OSIRIS has been sometimes interpreted
as the sun-god, and in modern times this view has
been held by so many distinguished writers that it
deserves a brief examination. If we enquire on
what evidence Osiris has been identified with the
sun or the sun-god, it will be found on analysis to
be minute in quantity and dubious, where it is not
absolutely worthless, in quality. The diligent
Jablonski, the first modern scholar to collect and
sift the testimony of classical writers on Egyptian
religion, says that it can be shown in many ways that
Osiris is the sun, and that he could produce a cloud
of witnesses to prove it, but that it is needless
to do so, since no learned man is ignorant of the
fact. Of the ancient writers whom he condescends
to quote, the only two who expressly identify Osiris
with the sun are Diodorus and Macrobius. But little
weight can be attached to their evidence; for the
statement of Diodorus is vague and rhetorical, and
the reasons which Macrobius, one of the fathers of
solar mythology, assigns for the identification are
exceedingly slight.
The ground upon which some modern
writers seem chiefly to rely for the identification
of Osiris with the sun is that the story of his death
fits better with the solar phenomena than with any
other in nature. It may readily be admitted that
the daily appearance and disappearance of the sun
might very naturally be expressed by a myth of his
death and resurrection; and writers who regard Osiris
as the sun are careful to indicate that it is the
diurnal, and not the annual, course of the sun to
which they understand the myth to apply. Thus
Renouf, who identified Osiris with the sun, admitted
that the Egyptian sun could not with any show of reason
be described as dead in winter. But if his daily
death was the theme of the legend, why was it celebrated
by an annual ceremony? This fact alone seems
fatal to the interpretation of the myth as descriptive
of sunset and sunrise. Again, though the sun
may be said to die daily, in what sense can he be
said to be torn in pieces?
In the course of our enquiry it has,
I trust, been made clear that there is another natural
phenomenon to which the conception of death and resurrection
is as applicable as to sunset and sunrise, and which,
as a matter of fact, has been so conceived and represented
in folk-custom. That phenomenon is the annual
growth and decay of vegetation. A strong reason
for interpreting the death of Osiris as the decay
of vegetation rather than as the sunset is to be found
in the general, though not unanimous, voice of antiquity,
which classed together the worship and myths of Osiris,
Adonis, Attis, Dionysus, and Demeter, as religions
of essentially the same type.

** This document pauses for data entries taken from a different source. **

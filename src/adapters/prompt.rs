//! Prompt descriptors, prompt plans and prompt providers.
//!
//! An operation describes the input it needs as a lazy sequence of prompt
//! batches (`PromptPlan`). The engine asks a `PromptProvider` for each batch
//! and merges the answers into the operation's state before pulling the next
//! batch, so later batches can depend on earlier answers.

use std::collections::{HashMap, VecDeque};
use std::fmt;
use std::sync::{Arc, Mutex, PoisonError};

use anyhow::{Context, Result};
use async_trait::async_trait;
use serde::{Deserialize, Serialize};
use serde_json::Value;
use tokio::io::{AsyncBufReadExt, AsyncWriteExt, BufReader};
use tokio::sync::Mutex as AsyncMutex;

use crate::domain::State;

/// Answers returned for one batch, keyed by prompt name
pub type Answers = State;

/// Check applied to an answer before it is accepted
pub type Validator = Arc<dyn Fn(&Value) -> Result<(), String> + Send + Sync>;

/// Rewrite applied to an accepted answer
pub type Transform = Arc<dyn Fn(Value) -> Value + Send + Sync>;

/// Kind of input a prompt asks for
#[derive(Debug, Clone, Copy, PartialEq, Eq, Serialize, Deserialize)]
#[serde(rename_all = "snake_case")]
pub enum PromptKind {
    /// Free text
    Input,

    /// Yes/no
    Confirm,

    /// Numeric value
    Number,

    /// One of a fixed set of choices
    Select,
}

/// A single question
#[derive(Clone)]
pub struct Prompt {
    pub name: String,
    pub kind: PromptKind,
    pub message: String,
    pub default: Option<Value>,
    pub choices: Vec<String>,
    validators: Vec<Validator>,
    transforms: Vec<Transform>,
}

impl fmt::Debug for Prompt {
    fn fmt(&self, f: &mut fmt::Formatter<'_>) -> fmt::Result {
        f.debug_struct("Prompt")
            .field("name", &self.name)
            .field("kind", &self.kind)
            .field("message", &self.message)
            .field("default", &self.default)
            .field("choices", &self.choices)
            .field("validators", &self.validators.len())
            .field("transforms", &self.transforms.len())
            .finish()
    }
}

impl Prompt {
    fn new(kind: PromptKind, name: impl Into<String>, message: impl Into<String>) -> Self {
        Self {
            name: name.into(),
            kind,
            message: message.into(),
            default: None,
            choices: Vec::new(),
            validators: Vec::new(),
            transforms: Vec::new(),
        }
    }

    pub fn input(name: impl Into<String>, message: impl Into<String>) -> Self {
        Self::new(PromptKind::Input, name, message)
    }

    pub fn confirm(name: impl Into<String>, message: impl Into<String>) -> Self {
        Self::new(PromptKind::Confirm, name, message)
    }

    pub fn number(name: impl Into<String>, message: impl Into<String>) -> Self {
        Self::new(PromptKind::Number, name, message)
    }

    pub fn select<I, S>(name: impl Into<String>, message: impl Into<String>, choices: I) -> Self
    where
        I: IntoIterator<Item = S>,
        S: Into<String>,
    {
        let mut prompt = Self::new(PromptKind::Select, name, message);
        prompt.choices = choices.into_iter().map(Into::into).collect();
        prompt
    }

    pub fn with_default(mut self, value: impl Into<Value>) -> Self {
        self.default = Some(value.into());
        self
    }

    pub fn validate<F>(mut self, check: F) -> Self
    where
        F: Fn(&Value) -> Result<(), String> + Send + Sync + 'static,
    {
        self.validators.push(Arc::new(check));
        self
    }

    pub fn transform<F>(mut self, rewrite: F) -> Self
    where
        F: Fn(Value) -> Value + Send + Sync + 'static,
    {
        self.transforms.push(Arc::new(rewrite));
        self
    }

    /// Coerce a raw answer to this prompt's kind, run validators, then transforms.
    pub fn accept(&self, raw: Value) -> Result<Value, String> {
        let value = self.coerce(raw)?;
        for check in &self.validators {
            check(&value)?;
        }
        Ok(self
            .transforms
            .iter()
            .fold(value, |value, rewrite| rewrite(value)))
    }

    fn coerce(&self, raw: Value) -> Result<Value, String> {
        match (self.kind, raw) {
            (PromptKind::Confirm, Value::Bool(b)) => Ok(Value::Bool(b)),
            (PromptKind::Confirm, Value::String(s)) => {
                match s.trim().to_ascii_lowercase().as_str() {
                    "y" | "yes" | "true" => Ok(Value::Bool(true)),
                    "n" | "no" | "false" => Ok(Value::Bool(false)),
                    _ => Err(format!("'{}' expects yes or no, got '{}'", self.name, s)),
                }
            }
            (PromptKind::Number, Value::Number(n)) => Ok(Value::Number(n)),
            (PromptKind::Number, Value::String(s)) => s
                .trim()
                .parse::<f64>()
                .ok()
                .and_then(serde_json::Number::from_f64)
                .map(|n| match n.as_f64() {
                    Some(f) if f.fract() == 0.0 && f.abs() < i64::MAX as f64 => {
                        Value::from(f as i64)
                    }
                    _ => Value::Number(n),
                })
                .ok_or_else(|| format!("'{}' expects a number, got '{}'", self.name, s)),
            (PromptKind::Select, Value::String(s)) => {
                if self.choices.iter().any(|c| c == &s) {
                    Ok(Value::String(s))
                } else {
                    Err(format!(
                        "'{}' must be one of [{}], got '{}'",
                        self.name,
                        self.choices.join(", "),
                        s
                    ))
                }
            }
            (PromptKind::Input, value) => Ok(value),
            (kind, value) => Err(format!(
                "'{}' cannot accept {} as {:?}",
                self.name, value, kind
            )),
        }
    }
}

/// One unit of input request
pub type PromptBatch = Vec<Prompt>;

/// Lazy, finite, forward-only sequence of prompt batches.
///
/// `next_batch` sees the state with all previous answers merged in.
pub trait PromptPlan: Send {
    fn next_batch(&mut self, state: &State) -> Option<PromptBatch>;
}

impl<F> PromptPlan for F
where
    F: FnMut(&State) -> Option<PromptBatch> + Send,
{
    fn next_batch(&mut self, state: &State) -> Option<PromptBatch> {
        self(state)
    }
}

/// Fixed list of batches, yielded in order
#[derive(Debug, Default)]
pub struct BatchQueue {
    batches: VecDeque<PromptBatch>,
}

impl BatchQueue {
    pub fn new(batches: impl IntoIterator<Item = PromptBatch>) -> Self {
        Self {
            batches: batches.into_iter().collect(),
        }
    }
}

impl PromptPlan for BatchQueue {
    fn next_batch(&mut self, _state: &State) -> Option<PromptBatch> {
        self.batches.pop_front()
    }
}

/// Source of answers for prompt batches
#[async_trait]
pub trait PromptProvider: Send + Sync {
    /// Answer every prompt in the batch
    async fn ask(&self, batch: &PromptBatch) -> Result<Answers>;
}

/// Answers prompts from a prepared script instead of a human.
///
/// Keyed answers win; otherwise the prompt's default is used.
#[derive(Debug, Default)]
pub struct ScriptedPrompter {
    script: Mutex<Script>,
}

#[derive(Debug, Default)]
struct Script {
    answers: HashMap<String, VecDeque<Value>>,
    asked: Vec<String>,
}

impl ScriptedPrompter {
    pub fn new() -> Self {
        Self::default()
    }

    /// Queue an answer for a prompt name. Repeated names are answered in order.
    pub fn answer(self, name: impl Into<String>, value: impl Into<Value>) -> Self {
        self.lock()
            .answers
            .entry(name.into())
            .or_default()
            .push_back(value.into());
        self
    }

    /// Build from a YAML/JSON mapping of prompt name to answer
    pub fn from_map(answers: State) -> Self {
        answers
            .into_iter()
            .fold(Self::new(), |prompter, (name, value)| prompter.answer(name, value))
    }

    /// Prompt names asked so far, in order
    pub fn asked(&self) -> Vec<String> {
        self.lock().asked.clone()
    }

    fn lock(&self) -> std::sync::MutexGuard<'_, Script> {
        self.script.lock().unwrap_or_else(PoisonError::into_inner)
    }
}

#[async_trait]
impl PromptProvider for ScriptedPrompter {
    async fn ask(&self, batch: &PromptBatch) -> Result<Answers> {
        let mut script = self.lock();
        let mut answers = Answers::new();

        for prompt in batch {
            script.asked.push(prompt.name.clone());
            let raw = script
                .answers
                .get_mut(&prompt.name)
                .and_then(VecDeque::pop_front)
                .or_else(|| prompt.default.clone())
                .with_context(|| format!("No scripted answer for prompt '{}'", prompt.name))?;

            let value = prompt.accept(raw).map_err(anyhow::Error::msg)?;
            answers.insert(prompt.name.clone(), value);
        }

        Ok(answers)
    }
}

/// Reads one answer per line from stdin, writing questions to stderr.
///
/// Invalid answers are asked again; an empty line takes the default.
pub struct LinePrompter {
    lines: AsyncMutex<tokio::io::Lines<BufReader<tokio::io::Stdin>>>,
}

impl Default for LinePrompter {
    fn default() -> Self {
        Self::new()
    }
}

impl LinePrompter {
    pub fn new() -> Self {
        Self {
            lines: AsyncMutex::new(BufReader::new(tokio::io::stdin()).lines()),
        }
    }
}

#[async_trait]
impl PromptProvider for LinePrompter {
    async fn ask(&self, batch: &PromptBatch) -> Result<Answers> {
        let mut lines = self.lines.lock().await;
        let mut stderr = tokio::io::stderr();
        let mut answers = Answers::new();

        for prompt in batch {
            loop {
                let hint = match (&prompt.default, prompt.kind) {
                    (Some(default), _) => format!(" [{}]", default),
                    (None, PromptKind::Select) => format!(" ({})", prompt.choices.join("/")),
                    (None, PromptKind::Confirm) => " (y/n)".to_string(),
                    _ => String::new(),
                };
                stderr
                    .write_all(format!("? {}{}: ", prompt.message, hint).as_bytes())
                    .await?;
                stderr.flush().await?;

                let line = lines
                    .next_line()
                    .await?
                    .with_context(|| format!("Input closed while asking '{}'", prompt.name))?;

                let raw = if line.trim().is_empty() {
                    match &prompt.default {
                        Some(default) => default.clone(),
                        None => Value::String(String::new()),
                    }
                } else {
                    Value::String(line.trim().to_string())
                };

                match prompt.accept(raw) {
                    Ok(value) => {
                        answers.insert(prompt.name.clone(), value);
                        break;
                    }
                    Err(message) => {
                        stderr.write_all(format!("  {}\n", message).as_bytes()).await?;
                    }
                }
            }
        }

        Ok(answers)
    }
}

The consensus of
ancient opinion on this subject seems too great to
be rejected as a mere fancy. So closely did the
rites of Osiris resemble those of Adonis at Byblus
that some of the people of Byblus themselves maintained
that it was Osiris and not Adonis whose death was
mourned by them. Such a view could certainly not
have been held if the rituals of the two gods had
not been so alike as to be almost indistinguishable.
Herodotus found the similarity between the rites of
Osiris and Dionysus so great, that he thought it impossible
the latter could have arisen independently; they must,
he supposed, have been recently borrowed, with slight
alterations, by the Greeks from the Egyptians.

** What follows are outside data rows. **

//! HTTP transport implementation.
//!
//! One axum application serves both HTTP-facing adapters:
//!
//! - the SSE streaming adapter for long-lived MCP clients (`GET /sse` opens
//!   the channel, `POST /messages` carries the client frames), and
//! - the single-shot adapter (`POST /chatgpt`) for plain HTTP clients.
//!
//! The single-shot adapter accepts either a flat JSON body or a
//! `{"params": {...}}`-wrapped one, always dispatches through the tool
//! registry, and answers with a `{status, message}` envelope: 200 on
//! success, 400 on any parse or dispatch failure.

use axum::{
    Json, Router,
    extract::{State, rejection::JsonRejection},
    http::StatusCode,
    response::IntoResponse,
    routing::{get, post},
};
use rmcp::model::{CallToolResult, RawContent};
use rmcp::transport::sse_server::{SseServer, SseServerConfig};
use serde::{Deserialize, Serialize};
use std::net::SocketAddr;
use tokio_util::sync::CancellationToken;
use tower_http::cors::{Any, CorsLayer};
use tracing::{info, instrument, warn};

use super::{TransportError, TransportResult, config::HttpConfig};
use crate::core::McpServer;
use crate::domains::tools::definitions::RegistrarGastoTool;

/// HTTP transport handler.
pub struct HttpTransport {
    config: HttpConfig,
}

/// Application state shared across HTTP handlers.
#[derive(Clone)]
pub struct AppState {
    /// The MCP server instance.
    server: McpServer,
}

impl AppState {
    /// Create state around the given server.
    pub fn new(server: McpServer) -> Self {
        Self { server }
    }
}

/// Response envelope for the single-shot adapter.
#[derive(Debug, Serialize, Deserialize)]
pub struct GastoResponse {
    /// `"ok"` or `"error"`.
    pub status: String,

    /// Outcome text or failure description.
    pub message: String,
}

impl GastoResponse {
    fn ok(message: impl Into<String>) -> Self {
        Self {
            status: "ok".to_string(),
            message: message.into(),
        }
    }

    fn error(message: impl Into<String>) -> Self {
        Self {
            status: "error".to_string(),
            message: message.into(),
        }
    }
}

impl HttpTransport {
    /// Create a new HTTP transport with the given config.
    pub fn new(config: HttpConfig) -> Self {
        Self { config }
    }

    /// Get the bind address.
    pub fn address(&self) -> String {
        format!("{}:{}", self.config.host, self.config.port)
    }

    /// Run the HTTP transport.
    pub async fn run(self, server: McpServer) -> TransportResult<()> {
        let addr: SocketAddr = self
            .address()
            .parse()
            .map_err(|e| TransportError::init(format!("invalid bind address: {e}")))?;

        let ct = CancellationToken::new();
        let (sse_server, sse_router) = SseServer::new(SseServerConfig {
            bind: addr,
            sse_path: self.config.sse_path.clone(),
            post_path: self.config.post_path.clone(),
            ct: ct.clone(),
            sse_keep_alive: None,
        });

        // Every new SSE connection gets its own handle onto the same server.
        let protocol_server = server.clone();
        sse_server.with_service(move || protocol_server.clone());

        let state = AppState::new(server);
        let mut app = sse_router.merge(rest_router(state));

        if self.config.enable_cors {
            let cors = CorsLayer::new()
                .allow_origin(Any)
                .allow_methods(Any)
                .allow_headers(Any);
            app = app.layer(cors);
        }

        let listener = tokio::net::TcpListener::bind(addr)
            .await
            .map_err(|e| TransportError::bind(addr.to_string(), e))?;

        info!("Ready - listening on {}", addr);
        info!("  → SSE stream:  GET  {}", self.config.sse_path);
        info!("  → SSE frames:  POST {}", self.config.post_path);
        info!("  → Single-shot: POST /chatgpt");
        info!("  → Health:      GET  /health");

        axum::serve(listener, app)
            .await
            .map_err(|e| TransportError::http(e.to_string()))?;

        ct.cancel();
        Ok(())
    }
}

/// Build the router for the non-streaming routes.
pub fn rest_router(state: AppState) -> Router {
    Router::new()
        .route("/chatgpt", post(chatgpt_handler))
        .route("/health", get(health_check))
        .with_state(state)
}

/// Health check endpoint.
async fn health_check() -> impl IntoResponse {
    Json(serde_json::json!({
        "status": "healthy",
        "timestamp": chrono::Utc::now().to_rfc3339()
    }))
}

/// Handle a single-shot expense registration.
#[instrument(skip_all)]
async fn chatgpt_handler(
    State(state): State<AppState>,
    payload: Result<Json<serde_json::Value>, JsonRejection>,
) -> (StatusCode, Json<GastoResponse>) {
    let Json(body) = match payload {
        Ok(p) => p,
        Err(rejection) => {
            warn!("Rejected single-shot request: {}", rejection.body_text());
            return bad_request(rejection.body_text());
        }
    };

    // Accept either {"params": {...}} or the arguments at the top level.
    let arguments = match body.get("params") {
        Some(params) if params.is_object() => params.clone(),
        Some(_) => return bad_request("'params' must be a JSON object"),
        None if body.is_object() => body,
        None => return bad_request("request body must be a JSON object"),
    };

    info!("Single-shot expense registration");

    match state
        .server
        .call_tool(RegistrarGastoTool::NAME, arguments)
        .await
    {
        Ok(result) => match first_text(&result) {
            Some(text) => (StatusCode::OK, Json(GastoResponse::ok(text))),
            None => bad_request("tool produced no text content"),
        },
        Err(e) => {
            warn!("Single-shot dispatch failed: {}", e);
            bad_request(e.to_string())
        }
    }
}

fn bad_request(message: impl Into<String>) -> (StatusCode, Json<GastoResponse>) {
    (StatusCode::BAD_REQUEST, Json(GastoResponse::error(message)))
}

/// First text content item of a tool result, if any.
fn first_text(result: &CallToolResult) -> Option<&str> {
    result.content.first().and_then(|c| match &c.raw {
        RawContent::Text(t) => Some(t.text.as_str()),
        _ => None,
    })
}

#[cfg(test)]
mod tests {
    use super::*;
    use crate::core::config::{Config, SupabaseConfig};
    use crate::core::transport::TransportConfig;
    use crate::domains::expenses::{ExpenseError, ExpenseRecorder, ExpenseSink, NewExpense};
    use axum::body::Body;
    use axum::http::Request;
    use std::sync::{Arc, Mutex};
    use tower::ServiceExt;

    struct MemorySink {
        rows: Mutex<Vec<NewExpense>>,
    }

    #[async_trait::async_trait]
    impl ExpenseSink for MemorySink {
        async fn insert(&self, expense: &NewExpense) -> Result<(), ExpenseError> {
            self.rows.lock().unwrap().push(expense.clone());
            Ok(())
        }
    }

    struct FailingSink;

    #[async_trait::async_trait]
    impl ExpenseSink for FailingSink {
        async fn insert(&self, _expense: &NewExpense) -> Result<(), ExpenseError> {
            Err(ExpenseError::persistence("row level security violation"))
        }
    }

    fn test_router(sink: Arc<dyn ExpenseSink>) -> Router {
        let config = Config {
            server: Default::default(),
            supabase: SupabaseConfig {
                url: "https://example.supabase.co".to_string(),
                anon_key: "anon".to_string(),
                table: "gastos".to_string(),
                timeout_secs: 10,
            },
            logging: Default::default(),
            transport: TransportConfig::default(),
        };
        let recorder = Arc::new(ExpenseRecorder::new(sink));
        rest_router(AppState::new(McpServer::new(config, recorder)))
    }

    fn memory_sink() -> Arc<MemorySink> {
        Arc::new(MemorySink {
            rows: Mutex::new(Vec::new()),
        })
    }

    fn json_request(body: &str) -> Request<Body> {
        Request::builder()
            .method("POST")
            .uri("/chatgpt")
            .header("content-type", "application/json")
            .body(Body::from(body.to_string()))
            .unwrap()
    }

    async fn response_envelope(response: axum::response::Response) -> GastoResponse {
        let bytes = axum::body::to_bytes(response.into_body(), usize::MAX)
            .await
            .unwrap();
        serde_json::from_slice(&bytes).unwrap()
    }

    #[tokio::test]
    async fn test_chatgpt_flat_body() {
        let sink = memory_sink();
        let app = test_router(sink.clone());

        let response = app
            .oneshot(json_request(r#"{"producto":"Pan","valor_cop":5000}"#))
            .await
            .unwrap();

        assert_eq!(response.status(), StatusCode::OK);
        let envelope = response_envelope(response).await;
        assert_eq!(envelope.status, "ok");
        assert_eq!(envelope.message, "✅ Registrado: Pan por $5,000 COP.");
        assert_eq!(sink.rows.lock().unwrap().len(), 1);
    }

    #[tokio::test]
    async fn test_chatgpt_params_wrapped_body() {
        let sink = memory_sink();
        let app = test_router(sink.clone());

        let body = r#"{"params":{"producto":"Café","valor_cop":15000,"descripcion":"tinto"}}"#;
        let response = app.oneshot(json_request(body)).await.unwrap();

        assert_eq!(response.status(), StatusCode::OK);
        let envelope = response_envelope(response).await;
        assert_eq!(envelope.status, "ok");
        assert_eq!(envelope.message, "✅ Registrado: Café por $15,000 COP.");

        let rows = sink.rows.lock().unwrap();
        assert_eq!(rows[0].descripcion, "tinto");
    }

    #[tokio::test]
    async fn test_chatgpt_missing_producto_is_400() {
        let app = test_router(memory_sink());

        let response = app
            .oneshot(json_request(r#"{"valor_cop":5000}"#))
            .await
            .unwrap();

        assert_eq!(response.status(), StatusCode::BAD_REQUEST);
        let envelope = response_envelope(response).await;
        assert_eq!(envelope.status, "error");
    }

    #[tokio::test]
    async fn test_chatgpt_malformed_json_is_400() {
        let app = test_router(memory_sink());

        let response = app.oneshot(json_request("{not json")).await.unwrap();

        assert_eq!(response.status(), StatusCode::BAD_REQUEST);
        let envelope = response_envelope(response).await;
        assert_eq!(envelope.status, "error");
    }

    #[tokio::test]
    async fn test_chatgpt_persistence_failure_is_ok_with_error_text() {
        // Persistence failures are a text outcome, not a transport error.
        let app = test_router(Arc::new(FailingSink));

        let response = app
            .oneshot(json_request(r#"{"producto":"Pan","valor_cop":5000}"#))
            .await
            .unwrap();

        assert_eq!(response.status(), StatusCode::OK);
        let envelope = response_envelope(response).await;
        assert_eq!(envelope.status, "ok");
        assert!(envelope.message.starts_with("❌ Error:"));
        assert!(envelope.message.contains("row level security violation"));
    }

    #[tokio::test]
    async fn test_health_check() {
        let app = test_router(memory_sink());

        let response = app
            .oneshot(
                Request::builder()
                    .method("GET")
                    .uri("/health")
                    .body(Body::empty())
                    .unwrap(),
            )
            .await
            .unwrap();

        assert_eq!(response.status(), StatusCode::OK);
    }
}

Again, Plutarch, a very keen student of comparative
religion, insists upon the detailed resemblance of
the rites of Osiris to those of Dionysus. We
cannot reject the evidence of such intelligent and
trustworthy witnesses on plain matters of fact which
fell under their own cognizance. Their explanations
of the worships it is indeed possible to reject, for
the meaning of religious cults is often open to question;
but resemblances of ritual are matters of observation.
Therefore, those who explain Osiris as the sun are
driven to the alternative of either dismissing as mistaken
the testimony of antiquity to the similarity of the
rites of Osiris, Adonis, Attis, Dionysus, and Demeter,
or of interpreting all these rites as sun-worship.
No modern scholar has fairly faced and accepted either
side of this alternative. To accept the former
would be to affirm that we know the rites of these
deities better than the men who practised, or at least
who witnessed them. To accept the latter would
involve a wrenching, clipping, mangling, and distorting
of myth and ritual from which even Macrobius shrank.
On the other hand, the view that the essence of all
these rites was the mimic death and revival of vegetation,
explains them separately and collectively in an easy
and natural way, and harmonises with the general testimony
borne by the ancients to their substantial similarity.